**HOW TO COMPLETE THIS TASK**: Please return only the lines from the one holding "async fn remove(&self, id: &str)" through the one holding "pub mod store;", exactly as they appear in the records below, both ends included.

Collected data entries:
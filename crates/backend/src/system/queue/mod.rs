//! Durable job queue with retries and backoff.
//!
//! Each queue instance is bound to one queue name and runs at most one
//! active job at a time. Time is passed in explicitly so callers (and
//! tests) control when delayed jobs become due.

pub mod job;
pub mod memory;
pub mod sqlite;
pub mod worker;

use async_trait::async_trait;
use chrono::{DateTime, Utc};

use crate::shared::error::AppError;

pub use job::{Backoff, JobOptions, JobRecord, JobState};
pub use memory::InMemoryJobQueue;
pub use sqlite::SqliteJobQueue;
pub use worker::{JobContext, JobProcessor, ProgressSink, QueueWorker};

#[async_trait]
pub trait JobQueue: Send + Sync {
    fn queue_name(&self) -> &str;

    /// Ставит задачу в waiting
    async fn enqueue(
        &self,
        name: &str,
        payload: serde_json::Value,
        options: JobOptions,
        now: DateTime<Utc>,
    ) -> Result<JobRecord, AppError>;

    async fn get_job(&self, id: &str) -> Result<Option<JobRecord>, AppError>;

    /// Задачи в указанных состояниях, новые первыми
    async fn get_jobs(&self, states: &[JobState]) -> Result<Vec<JobRecord>, AppError>;

    /// Атомарно захватывает самую старую готовую задачу.
    ///
    /// Возвращает `None`, если готовых задач нет или другая задача уже active.
    async fn claim_next(&self, now: DateTime<Utc>) -> Result<Option<JobRecord>, AppError>;

    async fn report_progress(
        &self,
        id: &str,
        token: &str,
        percent: u8,
        now: DateTime<Utc>,
    ) -> Result<(), AppError>;

    async fn complete(
        &self,
        id: &str,
        token: &str,
        result: serde_json::Value,
        now: DateTime<Utc>,
    ) -> Result<JobRecord, AppError>;

    async fn fail(
        &self,
        id: &str,
        token: &str,
        reason: &str,
        retryable: bool,
        now: DateTime<Utc>,
    ) -> Result<JobRecord, AppError>;

    /// Переводит зависшие active-задачи через обычный путь fail
    async fn recover_stalled(&self, now: DateTime<Utc>) -> Result<Vec<JobRecord>, AppError>;

    /// Удаляет завершенные задачи с истекшим сроком хранения
    async fn purge_expired(&self, now: DateTime<Utc>) -> Result<u64, AppError>;

    async fn remove(&self, id: &str) -> Result<bool, AppError>;
}

pub(crate) const STALLED_REASON: &str = "job stalled";
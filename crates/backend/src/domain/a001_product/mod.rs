pub mod repository;
pub mod service;
pub mod store;

pub use store::{ProductStore, SeaOrmProductStore};
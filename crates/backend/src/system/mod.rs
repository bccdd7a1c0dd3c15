pub mod middleware;
pub mod queue;
pub mod tracing;
use chrono::{DateTime, Utc};
use contracts::usecases::u101_import_catalog::{ImportJobState, ImportResult, ImportStatus};

use crate::system::queue::{JobRecord, JobState};

pub fn external_state(state: JobState) -> ImportJobState {
    match state {
        JobState::Waiting => ImportJobState::Waiting,
        JobState::Delayed => ImportJobState::Delayed,
        JobState::Active => ImportJobState::Active,
        JobState::Completed => ImportJobState::Completed,
        JobState::Failed => ImportJobState::Failed,
    }
}

pub fn queue_states(states: &[ImportJobState]) -> Vec<JobState> {
    states
        .iter()
        .map(|s| match s {
            ImportJobState::Waiting => JobState::Waiting,
            ImportJobState::Delayed => JobState::Delayed,
            ImportJobState::Active => JobState::Active,
            ImportJobState::Completed => JobState::Completed,
            ImportJobState::Failed => JobState::Failed,
        })
        .collect()
}

/// Проекция записи очереди в статус импорта.
///
/// Счетчики берутся из сохраненного результата (до завершения нули),
/// `startedAt` до первого захвата равен `now`.
pub fn project(job: &JobRecord, now: DateTime<Utc>) -> ImportStatus {
    let result: ImportResult = job
        .return_value
        .as_ref()
        .and_then(|value| match serde_json::from_value(value.clone()) {
            Ok(result) => Some(result),
            Err(e) => {
                tracing::warn!("Job {} has unreadable result: {}", job.id, e);
                None
            }
        })
        .unwrap_or_default();

    let terminal = job.state.is_terminal();
    ImportStatus {
        job_id: job.id.clone(),
        status: external_state(job.state),
        progress: job.progress,
        processed_items: result.processed_items,
        total_items: result.total_items,
        deleted_items: result.deleted_items,
        started_at: job.processed_on.unwrap_or(now),
        finished_at: if terminal { job.finished_on } else { None },
        error: if job.state == JobState::Failed {
            job.failed_reason.clone()
        } else {
            None
        },
        errors: result.errors,
    }
}
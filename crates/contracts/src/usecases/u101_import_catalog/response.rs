use chrono::{DateTime, Utc};
use serde::{Deserialize, Serialize};

use super::catalog::CatalogItem;

/// Ответ на запрос запуска импорта (`POST /import`)
#[derive(Debug, Clone, Serialize, Deserialize)]
#[serde(rename_all = "camelCase")]
pub struct ImportResponse {
    pub job_id: String,
    pub status: ImportStartStatus,
    pub started_at: DateTime<Utc>,
    /// Итоги пробного запроса к внешнему каталогу
    pub total_items: i64,
    pub skip: i64,
    pub limit: i64,
    pub items: Vec<CatalogItem>,
}

#[derive(Debug, Clone, Copy, PartialEq, Eq, Serialize, Deserialize)]
#[serde(rename_all = "snake_case")]
pub enum ImportStartStatus {
    Started,
}
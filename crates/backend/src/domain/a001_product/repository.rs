use chrono::Utc;
use contracts::domain::a001_product::{Product, ProductId};
use contracts::domain::common::EntityMetadata;
use serde::{Deserialize, Serialize};
use uuid::Uuid;

use sea_orm::entity::prelude::*;
use sea_orm::{ColumnTrait, EntityTrait, PaginatorTrait, QueryFilter, QueryOrder, QuerySelect, Set};

#[derive(Clone, Debug, PartialEq, DeriveEntityModel, Serialize, Deserialize)]
#[sea_orm(table_name = "a001_product")]
pub struct Model {
    #[sea_orm(primary_key, auto_increment = false)]
    pub id: String,
    #[sea_orm(unique)]
    pub external_id: i64,
    pub title: String,
    pub description: String,
    pub price: String,
    pub discount_percentage: String,
    pub rating: String,
    pub stock: i64,
    pub brand: String,
    pub category: String,
    pub thumbnail: String,
    /// JSON-массив строк
    pub images: String,
    pub created_at: Option<chrono::DateTime<chrono::Utc>>,
    pub updated_at: Option<chrono::DateTime<chrono::Utc>>,
}

#[derive(Copy, Clone, Debug, EnumIter, DeriveRelation)]
pub enum Relation {}

impl ActiveModelBehavior for ActiveModel {}

impl From<Model> for Product {
    fn from(m: Model) -> Self {
        let metadata = EntityMetadata {
            created_at: m.created_at.unwrap_or_else(Utc::now),
            updated_at: m.updated_at.unwrap_or_else(Utc::now),
        };
        let uuid = Uuid::parse_str(&m.id).unwrap_or_else(|_| Uuid::new_v4());
        let images = serde_json::from_str(&m.images).unwrap_or_else(|e| {
            tracing::warn!("Product {} has malformed images column: {}", m.id, e);
            Vec::new()
        });

        Product {
            id: ProductId(uuid),
            external_id: m.external_id,
            title: m.title,
            description: m.description,
            price: m.price,
            discount_percentage: m.discount_percentage,
            rating: m.rating,
            stock: m.stock,
            brand: m.brand,
            category: m.category,
            thumbnail: m.thumbnail,
            images,
            metadata,
        }
    }
}

fn to_active(aggregate: &Product) -> anyhow::Result<ActiveModel> {
    Ok(ActiveModel {
        id: Set(aggregate.id.value().to_string()),
        external_id: Set(aggregate.external_id),
        title: Set(aggregate.title.clone()),
        description: Set(aggregate.description.clone()),
        price: Set(aggregate.price.clone()),
        discount_percentage: Set(aggregate.discount_percentage.clone()),
        rating: Set(aggregate.rating.clone()),
        stock: Set(aggregate.stock),
        brand: Set(aggregate.brand.clone()),
        category: Set(aggregate.category.clone()),
        thumbnail: Set(aggregate.thumbnail.clone()),
        images: Set(serde_json::to_string(&aggregate.images)?),
        created_at: Set(Some(aggregate.metadata.created_at)),
        updated_at: Set(Some(aggregate.metadata.updated_at)),
    })
}

pub async fn get_by_id(conn: &DatabaseConnection, id: Uuid) -> anyhow::Result<Option<Product>> {
    let result = Entity::find_by_id(id.to_string()).one(conn).await?;
    Ok(result.map(Into::into))
}

pub async fn get_by_external_id(
    conn: &DatabaseConnection,
    external_id: i64,
) -> anyhow::Result<Option<Product>> {
    let result = Entity::find()
        .filter(Column::ExternalId.eq(external_id))
        .one(conn)
        .await?;
    Ok(result.map(Into::into))
}

pub async fn list_external_ids(conn: &DatabaseConnection) -> anyhow::Result<Vec<i64>> {
    let ids: Vec<i64> = Entity::find()
        .select_only()
        .column(Column::ExternalId)
        .order_by_asc(Column::ExternalId)
        .into_tuple()
        .all(conn)
        .await?;
    Ok(ids)
}

/// Страница товаров, новые первыми; возвращает (товары, всего)
pub async fn list_paginated(
    conn: &DatabaseConnection,
    search: Option<&str>,
    page: u64,
    limit: u64,
) -> anyhow::Result<(Vec<Product>, u64)> {
    let mut query = Entity::find();
    if let Some(search) = search {
        query = query.filter(Column::Title.contains(search));
    }
    let paginator = query
        .order_by_desc(Column::CreatedAt)
        .order_by_desc(Column::ExternalId)
        .paginate(conn, limit);

    let total = paginator.num_items().await?;
    let items = paginator
        .fetch_page(page.saturating_sub(1))
        .await?
        .into_iter()
        .map(Into::into)
        .collect();
    Ok((items, total))
}

pub async fn insert(conn: &DatabaseConnection, aggregate: &Product) -> anyhow::Result<Uuid> {
    let active = to_active(aggregate)?;
    active.insert(conn).await?;
    Ok(aggregate.id.value())
}

pub async fn update(conn: &DatabaseConnection, aggregate: &Product) -> anyhow::Result<()> {
    let mut active = to_active(aggregate)?;
    active.created_at = sea_orm::ActiveValue::NotSet;
    active.update(conn).await?;
    Ok(())
}

pub async fn delete(conn: &DatabaseConnection, id: Uuid) -> anyhow::Result<bool> {
    let result = Entity::delete_by_id(id.to_string()).exec(conn).await?;
    Ok(result.rows_affected > 0)
}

**THE COMPLETED TASK**:
    async fn remove(&self, id: &str) -> Result<bool, AppError>;
}

pub(crate) const STALLED_REASON: &str = "job stalled";
filename crates/backend/src/domain/a001_product/mod.rs
pub mod repository;
pub mod service;
pub mod store;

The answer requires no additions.